In most instances, the cause of erythema multiforme is not known. When a cause is determined, it usually is herpesvirus and, less commonly, infection by mycoplasma or a drug administered systemically, especially a sulfonamide, penicillin, and a barbiturate. In contrast, the cause of graft-versus-host disease usually is apparent, the commonest being complication of transplantation of allogeneic bone marrow. Rarely, acute graft-versus-host reaction has developed after a transfusion rich in leukocytes, transplantation of solid tumors that contain leukocytes, liver transplants, transfusions of blood in patients immunosuppressed, and, transplants of allogeneic bone marrow.
Graft-versus-host disease also can occur as a consequence of transfer of cells from mother to fetus, or vice versa, across placental membranes.

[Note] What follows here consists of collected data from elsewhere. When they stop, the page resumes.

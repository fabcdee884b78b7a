//! Compute Engine REST implementation of the compute API seam.

mod error;

use serde::Deserialize;
use serde::de::DeserializeOwned;

use crate::api::types::{Instance, ListInstancesResponse, MachineResourcesRequest, Operation};
use crate::api::{ApiFuture, ComputeApi, ZoneScope};
use crate::config::GantryConfig;

pub use error::GceError;

/// REST client for the Compute Engine v1 API.
///
/// Authenticates every call with a bearer token supplied through
/// configuration; token acquisition and refresh are outside this tool.
#[derive(Clone, Debug)]
pub struct GceClient {
    http: reqwest::Client,
    base_url: String,
    access_token: String,
}

/// Error envelope returned by the service on non-success statuses.
#[derive(Debug, Default, Deserialize)]
struct ApiErrorEnvelope {
    #[serde(default)]
    error: Option<ApiErrorBody>,
}

#[derive(Debug, Default, Deserialize)]
struct ApiErrorBody {
    #[serde(default)]
    message: String,
}

impl GceClient {
    /// Constructs a client from validated configuration.
    ///
    /// # Errors
    ///
    /// Returns [`GceError::Config`] when the provided configuration fails
    /// validation.
    pub fn new(config: &GantryConfig) -> Result<Self, GceError> {
        config
            .validate()
            .map_err(|err| GceError::Config(err.to_string()))?;
        Ok(Self {
            http: reqwest::Client::new(),
            base_url: config.api_endpoint.trim_end_matches('/').to_owned(),
            access_token: config.access_token.clone(),
        })
    }

    fn zone_url(&self, scope: &ZoneScope) -> String {
        format!(
            "{}/projects/{}/zones/{}",
            self.base_url, scope.project, scope.zone
        )
    }

    async fn get_json<T: DeserializeOwned>(&self, url: String) -> Result<T, GceError> {
        let response = self
            .http
            .get(&url)
            .bearer_auth(&self.access_token)
            .send()
            .await?;
        Self::decode(response).await
    }

    async fn post_empty<T: DeserializeOwned>(&self, url: String) -> Result<T, GceError> {
        let response = self
            .http
            .post(&url)
            .bearer_auth(&self.access_token)
            .send()
            .await?;
        Self::decode(response).await
    }

    async fn post_json<T: DeserializeOwned, B: serde::Serialize + Sync>(
        &self,
        url: String,
        body: &B,
    ) -> Result<T, GceError> {
        let response = self
            .http
            .post(&url)
            .bearer_auth(&self.access_token)
            .json(body)
            .send()
            .await?;
        Self::decode(response).await
    }

    async fn decode<T: DeserializeOwned>(response: reqwest::Response) -> Result<T, GceError> {
        let status = response.status();
        if status.is_success() {
            return Ok(response.json::<T>().await?);
        }

        let text = response.text().await.unwrap_or_default();
        let message = serde_json::from_str::<ApiErrorEnvelope>(&text)
            .ok()
            .and_then(|envelope| envelope.error)
            .map_or(text, |body| body.message);
        Err(GceError::Api {
            status: status.as_u16(),
            message,
        })
    }
}

impl ComputeApi for GceClient {
    type Error = GceError;

    fn get_instance<'a>(
        &'a self,
        scope: &'a ZoneScope,
        instance: &'a str,
    ) -> ApiFuture<'a, Instance, Self::Error> {
        Box::pin(async move {
            self.get_json(format!("{}/instances/{instance}", self.zone_url(scope)))
                .await
        })
    }

    fn list_instances<'a>(
        &'a self,
        scope: &'a ZoneScope,
    ) -> ApiFuture<'a, Vec<Instance>, Self::Error> {
        Box::pin(async move {
            let response: ListInstancesResponse = self
                .get_json(format!("{}/instances", self.zone_url(scope)))
                .await?;
            Ok(response.items)
        })
    }

    fn start_instance<'a>(
        &'a self,
        scope: &'a ZoneScope,
        instance: &'a str,
    ) -> ApiFuture<'a, Operation, Self::Error> {
        Box::pin(async move {
            self.post_empty(format!("{}/instances/{instance}/start", self.zone_url(scope)))
                .await
        })
    }

    fn stop_instance<'a>(
        &'a self,
        scope: &'a ZoneScope,
        instance: &'a str,
    ) -> ApiFuture<'a, Operation, Self::Error> {
        Box::pin(async move {
            self.post_empty(format!("{}/instances/{instance}/stop", self.zone_url(scope)))
                .await
        })
    }

    fn set_machine_resources<'a>(
        &'a self,
        scope: &'a ZoneScope,
        instance: &'a str,
        body: &'a MachineResourcesRequest,
    ) -> ApiFuture<'a, Operation, Self::Error> {
        Box::pin(async move {
            self.post_json(
                format!(
                    "{}/instances/{instance}/setMachineResources",
                    self.zone_url(scope)
                ),
                body,
            )
            .await
        })
    }

    fn get_operation<'a>(
        &'a self,
        scope: &'a ZoneScope,
        operation: &'a str,
    ) -> ApiFuture<'a, Operation, Self::Error> {
        Box::pin(async move {
            self.get_json(format!("{}/operations/{operation}", self.zone_url(scope)))
                .await
        })
    }
}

The macular and papular lesions of graft-versus-host disease that at times pose a problem in differentiation histopathologic from macules and papules of erythema multiforme are but one of many cutaneous expressions of graft-versus-host disease. Another manifestation is lichenoid papules that histopathologically resemble closely lesions of lichen planus. If the process of graft-versus-host disease persists, lesions that are nearly indistinguishable morphologically from those of scleroderma may develop. In short, as graft-versus-host disease evolves, several different patterns clinical and histopathologic emerge. The changes early in the course of the disease are the ones that simulate erythema multiforme.
“Satellite-cell necrosis” is said to be pathognomonic of graft-versus-host disease. That sign refers to the presence of lymphocytes contiguous with individual necrotic keratocytes in the epidermis and upper portion of epithelial structures of adnexa. In fact, “satellite cell necrosis” is not specific for graft-versus-host disease. It is met with also in erythema multiforme and in a variety of other interface dermatitides in which lymphocytes predominate and in which necrotic keratocytes are present within an epithelium, examples being lichen planus, lichenoid discoid lupus erythematosus, lichenoid photodermatitis, and lichenoid gold dermatitis. In short, so-called satellite-cell necrosis is simply a necrotic keratocyte, analogous to a “sunburn cell,” which also has no specificity.
In conclusion, the changes in the upper part of the dermis and at the dermoepidermal junction of erythema multiforme may be indistinguishable from those of graft-versus-host disease, but the two conditions may be separated from one another by differences in the spinous and cornified layers of the epidermis, both surface and infundibular.